→ **PROBLEM REQUIREMENTS**:
Restate each entry word for word. Keep every detail intact.

→ **RECORDS SHOWN**:
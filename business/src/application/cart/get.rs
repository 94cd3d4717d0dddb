use std::sync::{Arc, PoisonError};

use async_trait::async_trait;

use crate::domain::cart::errors::CartError;
use crate::domain::cart::model::SharedCartLedger;
use crate::domain::cart::summary::CartSummary;
use crate::domain::cart::use_cases::get::GetCartUseCase;
use crate::domain::logger::Logger;

pub struct GetCartUseCaseImpl {
    pub ledger: SharedCartLedger,
    pub logger: Arc<dyn Logger>,
}

#[async_trait]
impl GetCartUseCase for GetCartUseCaseImpl {
    async fn execute(&self) -> Result<CartSummary, CartError> {
        let ledger = self.ledger.lock().unwrap_or_else(PoisonError::into_inner);
        let summary = CartSummary::from_ledger(&ledger);
        self.logger.debug(&format!(
            "Cart has {} distinct items, {} units",
            summary.distinct_items(),
            summary.item_count
        ));
        Ok(summary)
    }
}

#[cfg(test)]
mod tests {
    use super::*;
    use crate::domain::cart::model::CartLedger;
    use crate::domain::catalog::model::{Item, ItemKind, NewItemProps};
    use crate::domain::catalog::store::CatalogStore;
    use crate::domain::catalog::value_objects::{Category, ItemId};
    use crate::domain::notifier::{Notification, Notifier};
    use bigdecimal::BigDecimal;
    use mockall::mock;
    use num_traits::Zero;
    use std::str::FromStr;
    use std::sync::Mutex;

    mock! {
        pub Log {}

        impl Logger for Log {
            fn info(&self, message: &str);
            fn warn(&self, message: &str);
            fn error(&self, message: &str);
            fn debug(&self, message: &str);
        }
    }

    struct Discard;

    impl Notifier for Discard {
        fn notify(&self, _notification: Notification) {}
    }

    fn use_case() -> GetCartUseCaseImpl {
        let items = [("1", "79.99"), ("2", "199.99")]
            .into_iter()
            .map(|(id, price)| {
                Item::new(NewItemProps {
                    id: ItemId::new(id.parse().unwrap()),
                    name: format!("Gadget {}", id),
                    category: Category::new("Electronics"),
                    description: None,
                    price: Some(BigDecimal::from_str(price).unwrap()),
                    rating: None,
                    stock: 8,
                    kind: ItemKind::Product {
                        original_price: None,
                        reviews: 0,
                        on_sale: false,
                    },
                })
                .unwrap()
            })
            .collect();
        let catalog = Arc::new(CatalogStore::new(vec![], items).unwrap());
        let mut logger = MockLog::new();
        logger.expect_debug().returning(|_| ());

        GetCartUseCaseImpl {
            ledger: Arc::new(Mutex::new(CartLedger::new(catalog, Arc::new(Discard)))),
            logger: Arc::new(logger),
        }
    }

    #[tokio::test]
    async fn should_return_empty_summary_for_new_session() {
        let use_case = use_case();

        let summary = use_case.execute().await.unwrap();

        assert!(summary.lines.is_empty());
        assert_eq!(summary.total, BigDecimal::zero());
        assert_eq!(summary.item_count, 0);
    }

    #[tokio::test]
    async fn should_reflect_ledger_contents() {
        let use_case = use_case();
        {
            let mut ledger = use_case.ledger.lock().unwrap();
            ledger.add(ItemId::new(2)).unwrap();
            ledger.set_quantity(ItemId::new(1), 3).unwrap();
        }

        let summary = use_case.execute().await.unwrap();

        let names: Vec<&str> = summary.lines.iter().map(|l| l.name.as_str()).collect();
        assert_eq!(names, vec!["Gadget 2", "Gadget 1"]);
        assert_eq!(summary.total, BigDecimal::from_str("439.96").unwrap());
        assert_eq!(summary.item_count, 4);
    }
}
use super::{
    catalog_config::CatalogConfig, cors_config, emailjs_config, error::ConfigError,
    notification_config::NotificationConfig, server_config::ServerConfig,
};
use emailjs::contact_sender::EmailJsAccount;
use poem::middleware::Cors;

pub struct AppConfig {
    pub server: ServerConfig,
    pub cors: Cors,
    pub catalog: CatalogConfig,
    pub notifications: NotificationConfig,
    pub emailjs: Option<EmailJsAccount>,
}

impl AppConfig {
    pub fn from_env() -> Result<Self, ConfigError> {
        Ok(Self {
            server: ServerConfig::from_env(),
            cors: cors_config::init_cors(),
            catalog: CatalogConfig::from_env(),
            notifications: NotificationConfig::from_env()?,
            emailjs: emailjs_config::from_env(),
        })
    }
}
use bigdecimal::BigDecimal;

use super::model::CartLedger;
use crate::domain::catalog::value_objects::ItemId;

#[derive(Debug, Clone, PartialEq)]
pub struct CartLine {
    pub item_id: ItemId,
    pub name: String,
    pub unit_price: BigDecimal,
    pub quantity: u32,
    pub line_total: BigDecimal,
}

/// Snapshot of the cart with prices resolved against the catalog.
#[derive(Debug, Clone, PartialEq)]
pub struct CartSummary {
    pub lines: Vec<CartLine>,
    pub total: BigDecimal,
    pub item_count: u64,
}

impl CartSummary {
    pub fn from_ledger(ledger: &CartLedger) -> Self {
        let catalog = ledger.catalog();
        let lines = ledger
            .entries()
            .iter()
            .filter_map(|entry| {
                let item = catalog.get(entry.item_id)?;
                let unit_price = item.price.clone()?;
                let line_total = unit_price.clone() * BigDecimal::from(entry.quantity);
                Some(CartLine {
                    item_id: entry.item_id,
                    name: item.name.clone(),
                    unit_price,
                    quantity: entry.quantity,
                    line_total,
                })
            })
            .collect();

        Self {
            lines,
            total: ledger.total(),
            item_count: ledger.item_count(),
        }
    }

    pub fn distinct_items(&self) -> usize {
        self.lines.len()
    }
}
use std::sync::Arc;

use poem_openapi::{OpenApi, payload::Json};

use notifier::queue::QueuedNotifier;

use crate::api::notifications::dto::NotificationResponse;
use crate::api::tags::ApiTags;

pub struct NotificationApi {
    queue: Arc<QueuedNotifier>,
}

impl NotificationApi {
    pub fn new(queue: Arc<QueuedNotifier>) -> Self {
        Self { queue }
    }
}

/// Pending notifications API
#[OpenApi]
impl NotificationApi {
    /// Take pending notifications
    ///
    /// Returns every queued notification, oldest first, and empties the queue.
    #[oai(path = "/notifications", method = "get", tag = "ApiTags::Notifications")]
    async fn drain(&self) -> Json<Vec<NotificationResponse>> {
        Json(self.queue.drain().into_iter().map(Into::into).collect())
    }
}
use poem::http::StatusCode;
use poem_openapi::payload::Json;

use business::domain::catalog::errors::CatalogError;

use crate::api::error::{ErrorResponse, IntoErrorResponse};

impl IntoErrorResponse for CatalogError {
    fn into_error_response(self) -> (StatusCode, Json<ErrorResponse>) {
        let (status, name) = match &self {
            CatalogError::NotFound => (StatusCode::NOT_FOUND, "NotFound"),
            CatalogError::Repository(_) => (StatusCode::INTERNAL_SERVER_ERROR, "InternalError"),
            CatalogError::NameEmpty
            | CatalogError::DuplicateItem(_)
            | CatalogError::UnknownCategory(_)
            | CatalogError::NegativePrice
            | CatalogError::PricePrecision
            | CatalogError::InvalidRating => (StatusCode::BAD_REQUEST, "ValidationError"),
        };

        (status, ErrorResponse::new(name, &self.to_string()))
    }
}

→ **WRITTEN REPLY**:
filename business/src/application/cart/get.rs
repository 94cd3d4717d0dddb
use std::sync::{Arc, PoisonError};

use async_trait::async_trait;

use crate::domain::cart::errors::CartError;
use crate::domain::cart::model::SharedCartLedger;
use crate::domain::cart::summary::CartSummary;
use crate::domain::cart::use_cases::get::GetCartUseCase;
use crate::domain::logger::Logger;

pub struct GetCartUseCaseImpl {
    pub ledger: SharedCartLedger,
    pub logger: Arc<dyn Logger>,
}

#[async_trait]
impl GetCartUseCase for GetCartUseCaseImpl {
    async fn execute(&self) -> Result<CartSummary, CartError> {
        let ledger = self.ledger.lock().unwrap_or_else(PoisonError::into_inner);
        let summary = CartSummary::from_ledger(&ledger);
        self.logger.debug(&format!(
            "Cart has {} distinct items, {} units",
            summary.distinct_items(),
            summary.item_count
        ));
        Ok(summary)
    }
}

#[cfg(test)]
mod tests {
    use super::*;
    use crate::domain::cart::model::CartLedger;
    use crate::domain::catalog::model::{Item, ItemKind, NewItemProps};
    use crate::domain::catalog::store::CatalogStore;
    use crate::domain::catalog::value_objects::{Category, ItemId};
    use crate::domain::notifier::{Notification, Notifier};
    use bigdecimal::BigDecimal;
    use mockall::mock;
    use num_traits::Zero;
    use std::str::FromStr;
    use std::sync::Mutex;

    mock! {
        pub Log {}

        impl Logger for Log {
            fn info(&self, message: &str);
            fn warn(&self, message: &str);
            fn error(&self, message: &str);
            fn debug(&self, message: &str);
        }
    }

    struct Discard;

    impl Notifier for Discard {
        fn notify(&self, _notification: Notification) {}
    }

    fn use_case() -> GetCartUseCaseImpl {
        let items = [("1", "79.99"), ("2", "199.99")]
            .into_iter()
            .map(|(id, price)| {
                Item::new(NewItemProps {
                    id: ItemId::new(id.parse().unwrap()),
                    name: format!("Gadget {}", id),
                    category: Category::new("Electronics"),
                    description: None,
                    price: Some(BigDecimal::from_str(price).unwrap()),
                    rating: None,
                    stock: 8,
                    kind: ItemKind::Product {
                        original_price: None,
                        reviews: 0,
                        on_sale: false,
                    },
                })
                .unwrap()
            })
            .collect();
        let catalog = Arc::new(CatalogStore::new(vec![], items).unwrap());
        let mut logger = MockLog::new();
        logger.expect_debug().returning(|_| ());

        GetCartUseCaseImpl {
            ledger: Arc::new(Mutex::new(CartLedger::new(catalog, Arc::new(Discard)))),
            logger: Arc::new(logger),
        }
    }

    #[tokio::test]
    async fn should_return_empty_summary_for_new_session() {
        let use_case = use_case();

        let summary = use_case.execute().await.unwrap();

        assert!(summary.lines.is_empty());
        assert_eq!(summary.total, BigDecimal::zero());
        assert_eq!(summary.item_count, 0);
    }

    #[tokio::test]
    async fn should_reflect_ledger_contents() {
        let use_case = use_case();
        {
            let mut ledger = use_case.ledger.lock().unwrap();
            ledger.add(ItemId::new(2)).unwrap();
            ledger.set_quantity(ItemId::new(1), 3).unwrap();
        }

        let summary = use_case.execute().await.unwrap();

        let names: Vec<&str> = summary.lines.iter().map(|l| l.name.as_str()).collect();
        assert_eq!(names, vec!["Gadget 2", "Gadget 1"]);
        assert_eq!(summary.total, BigDecimal::from_str("439.96").unwrap());
        assert_eq!(summary.item_count, 4);
    }
}
use super::{
    catalog_config::CatalogConfig, cors_config, emailjs_config, error::ConfigError,
    notification_config::NotificationConfig, server_config::ServerConfig,
};
use emailjs::contact_sender::EmailJsAccount;
use poem::middleware::Cors;

pub struct AppConfig {
    pub server: ServerConfig,
    pub cors: Cors,
    pub catalog: CatalogConfig,
    pub notifications: NotificationConfig,
    pub emailjs: Option<EmailJsAccount>,
}

impl AppConfig {
    pub fn from_env() -> Result<Self, ConfigError> {
        Ok(Self {
            server: ServerConfig::from_env(),
            cors: cors_config::init_cors(),
            catalog: CatalogConfig::from_env(),
            notifications: NotificationConfig::from_env()?,
            emailjs: emailjs_config::from_env(),
        })
    }
}
use bigdecimal::BigDecimal;

use super::model::CartLedger;
use crate::domain::catalog::value_objects::ItemId;

#[derive(Debug, Clone, PartialEq)]
pub struct CartLine {
    pub item_id: ItemId,
    pub name: String,
    pub unit_price: BigDecimal,
    pub quantity: u32,
    pub line_total: BigDecimal,
}

/// Snapshot of the cart with prices resolved against the catalog.
#[derive(Debug, Clone, PartialEq)]
pub struct CartSummary {
    pub lines: Vec<CartLine>,
    pub total: BigDecimal,
    pub item_count: u64,
}

impl CartSummary {
    pub fn from_ledger(ledger: &CartLedger) -> Self {
        let catalog = ledger.catalog();
        let lines = ledger
            .entries()
            .iter()
            .filter_map(|entry| {
                let item = catalog.get(entry.item_id)?;
                let unit_price = item.price.clone()?;
                let line_total = unit_price.clone() * BigDecimal::from(entry.quantity);
                Some(CartLine {
                    item_id: entry.item_id,
                    name: item.name.clone(),
                    unit_price,
                    quantity: entry.quantity,
                    line_total,
                })
            })
            .collect();

        Self {
            lines,
            total: ledger.total(),
            item_count: ledger.item_count(),
        }
    }

    pub fn distinct_items(&self) -> usize {
        self.lines.len()
    }
}
use std::sync::Arc;

use poem_openapi::{OpenApi, payload::Json};

use notifier::queue::QueuedNotifier;

use crate::api::notifications::dto::NotificationResponse;
use crate::api::tags::ApiTags;

pub struct NotificationApi {
    queue: Arc<QueuedNotifier>,
}

impl NotificationApi {
    pub fn new(queue: Arc<QueuedNotifier>) -> Self {
        Self { queue }
    }
}

/// Pending notifications API
#[OpenApi]
impl NotificationApi {
    /// Take pending notifications
    ///
    /// Returns every queued notification, oldest first, and empties the queue.
    #[oai(path = "/notifications", method = "get", tag = "ApiTags::Notifications")]
    async fn drain(&self) -> Json<Vec<NotificationResponse>> {
        Json(self.queue.drain().into_iter().map(Into::into).collect())
    }
}
use poem::http::StatusCode;
use poem_openapi::payload::Json;

use business::domain::catalog::errors::CatalogError;

use crate::api::error::{ErrorResponse, IntoErrorResponse};

impl IntoErrorResponse for CatalogError {
    fn into_error_response(self) -> (StatusCode, Json<ErrorResponse>) {
        let (status, name) = match &self {
            CatalogError::NotFound => (StatusCode::NOT_FOUND, "NotFound"),
            CatalogError::Repository(_) => (StatusCode::INTERNAL_SERVER_ERROR, "InternalError"),
            CatalogError::NameEmpty
            | CatalogError::DuplicateItem(_)
            | CatalogError::UnknownCategory(_)
            | CatalogError::NegativePrice
            | CatalogError::PricePrecision
            | CatalogError::InvalidRating => (StatusCode::BAD_REQUEST, "ValidationError"),
        };

        (status, ErrorResponse::new(name, &self.to_string()))
    }
}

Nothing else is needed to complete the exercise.